Очевидно, что есть прямая взаимосвязь между этими чередованиями позиций на Западе и настолько же обширными циклами российских подходов к внешнему миру. Например, взлету просвещенческого энтузиазма в отношении России соответствовал пик российского имитационного приятия Европы в XVIII веке, широкое распространение в Европе представлений в духе метафоры «гунны нашего времени» совпало по хронологии с суровыми николаевскими мерами против влияния европейских идей в России. Повторение данной инверсии в XX веке произошло в форме сдвига в западном общественном мнении от широко распространенной советофилии к антитоталитаризму времен холодной войны. Эти западные процессы совпали с той трансформацией советской системы, которую описывает данная книга: с переходом от противоречивого, однако непрерывного и оказавшего большое влияние нового «свидания» с внешним миром, продлившегося до эпохи Народного фронта, к идеологической ксенофобии Большого террора, который радикально уменьшил успехи, достигнутые в рекламировании советского эксперимента. Западные установки относительно Советской России и советские подходы к Западу глубоко влияли друг на друга, продолжая многовековое взаимодействие.

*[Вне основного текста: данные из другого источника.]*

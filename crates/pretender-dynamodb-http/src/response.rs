//! DynamoDB response serialization and error formatting.

use pretender_dynamodb_model::error::DynamoDBError;

use crate::body::DynamoDBResponseBody;

/// Content type for DynamoDB JSON responses.
pub const CONTENT_TYPE: &str = "application/x-amz-json-1.0";

/// Serialize a DynamoDB error into a JSON response body.
///
/// The error format follows the AWS DynamoDB JSON protocol:
///
/// ```json
/// {
///   "__type": "com.amazonaws.dynamodb.v20120810#ResourceNotFoundException",
///   "Message": "Requested resource not found"
/// }
/// ```
#[must_use]
pub fn error_to_json(error: &DynamoDBError) -> Vec<u8> {
    let mut body = serde_json::json!({
        "__type": error.error_type(),
        "Message": error.message,
    });
    if let Some(reasons) = &error.cancellation_reasons {
        let reasons: Vec<_> = reasons
            .iter()
            .map(|r| match r.as_str() {
                Some(code) => serde_json::json!({"Code": code}),
                None => serde_json::json!({"Code": "None"}),
            })
            .collect();
        body["CancellationReasons"] = serde_json::Value::Array(reasons);
    }
    serde_json::to_vec(&body).expect("JSON serialization of error cannot fail")
}

/// Convert a `DynamoDBError` into a complete HTTP error response.
#[must_use]
pub fn error_to_response(
    error: &DynamoDBError,
    request_id: &str,
) -> http::Response<DynamoDBResponseBody> {
    let json = error_to_json(error);
    let crc = crc32fast::hash(&json);
    let body = DynamoDBResponseBody::from_json(json);

    let mut response = http::Response::builder()
        .status(error.status_code)
        .header("content-type", CONTENT_TYPE)
        .header("x-amzn-requestid", request_id)
        .body(body)
        .expect("valid error response");

    if let Ok(hv) = http::HeaderValue::from_str(&crc.to_string()) {
        response.headers_mut().insert("x-amz-crc32", hv);
    }

    response
}

/// Build a success response from JSON bytes.
#[must_use]
pub fn json_response(json: Vec<u8>, request_id: &str) -> http::Response<DynamoDBResponseBody> {
    let crc = crc32fast::hash(&json);
    let body = DynamoDBResponseBody::from_json(json);

    let mut response = http::Response::builder()
        .status(http::StatusCode::OK)
        .header("content-type", CONTENT_TYPE)
        .header("x-amzn-requestid", request_id)
        .body(body)
        .expect("valid JSON response");

    if let Ok(hv) = http::HeaderValue::from_str(&crc.to_string()) {
        response.headers_mut().insert("x-amz-crc32", hv);
    }

    response
}

#[cfg(test)]
mod tests {
    use super::*;
    use pretender_dynamodb_model::error::DynamoDBErrorCode;

    #[test]
    fn test_should_format_error_json() {
        let err = DynamoDBError::with_message(
            DynamoDBErrorCode::ResourceNotFoundException,
            "Table 'users' not found",
        );
        let json = error_to_json(&err);
        let parsed: serde_json::Value = serde_json::from_slice(&json).unwrap();
        assert_eq!(
            parsed["__type"],
            "com.amazonaws.dynamodb.v20120810#ResourceNotFoundException"
        );
        assert_eq!(parsed["Message"], "Table 'users' not found");
    }

    #[test]
    fn test_should_build_error_response_with_correct_status() {
        let err = DynamoDBError::with_message(
            DynamoDBErrorCode::ValidationException,
            "Missing required key",
        );
        let resp = error_to_response(&err, "test-req-123");
        assert_eq!(resp.status(), http::StatusCode::BAD_REQUEST);
        assert_eq!(resp.headers().get("content-type").unwrap(), CONTENT_TYPE,);
        assert_eq!(
            resp.headers().get("x-amzn-requestid").unwrap(),
            "test-req-123",
        );
        assert!(resp.headers().get("x-amz-crc32").is_some());
    }

    #[test]
    fn test_should_build_json_success_response() {
        let json = serde_json::to_vec(&serde_json::json!({"TableNames": ["users"]})).unwrap();
        let resp = json_response(json, "req-456");
        assert_eq!(resp.status(), http::StatusCode::OK);
        assert_eq!(resp.headers().get("content-type").unwrap(), CONTENT_TYPE,);
        assert!(resp.headers().get("x-amz-crc32").is_some());
    }
}
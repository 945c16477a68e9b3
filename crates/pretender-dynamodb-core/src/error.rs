//! Core error type for DynamoDB operations.

use pretender_dynamodb_model::error::{DynamoDBError, DynamoDBErrorCode};

/// Convert a storage error into a DynamoDB validation error.
///
/// Takes `e` by value because this is used as a closure argument to `.map_err()`.
#[must_use]
#[allow(clippy::needless_pass_by_value)]
pub fn storage_error_to_dynamodb(e: crate::storage::StorageError) -> DynamoDBError {
    let code = match &e {
        crate::storage::StorageError::Backend(_) => DynamoDBErrorCode::InternalServerError,
        crate::storage::StorageError::MissingKeyAttribute { .. }
        | crate::storage::StorageError::InvalidKeyType { .. } => {
            DynamoDBErrorCode::ValidationException
        }
    };
    DynamoDBError::with_message(code, e.to_string())
}

/// Convert an expression error into a DynamoDB validation error.
///
/// Takes `e` by value because this is used as a closure argument to `.map_err()`.
#[must_use]
#[allow(clippy::needless_pass_by_value)]
pub fn expression_error_to_dynamodb(e: crate::expression::ExpressionError) -> DynamoDBError {
    DynamoDBError::with_message(DynamoDBErrorCode::ValidationException, e.to_string())
}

Подобно тому как западные флуктуации в общем соответствовали внутрироссийским циклам открытости и враждебности, эти сдвиги четко соотносились также с приездом и присутствием иностранных визитеров в России и с их повествованиями о своих поездках. Ставки были высоки и для царской, и для советской России. Западные описания были тесно связаны с соперничеством великих держав и международной политикой, на которую в Новое время все сильнее влияло общественное мнение. В свою очередь, западные гости не могли не заметить, насколько важны их мнения для хозяев и какие те прилагают усилия, чтобы произвести на гостей впечатление.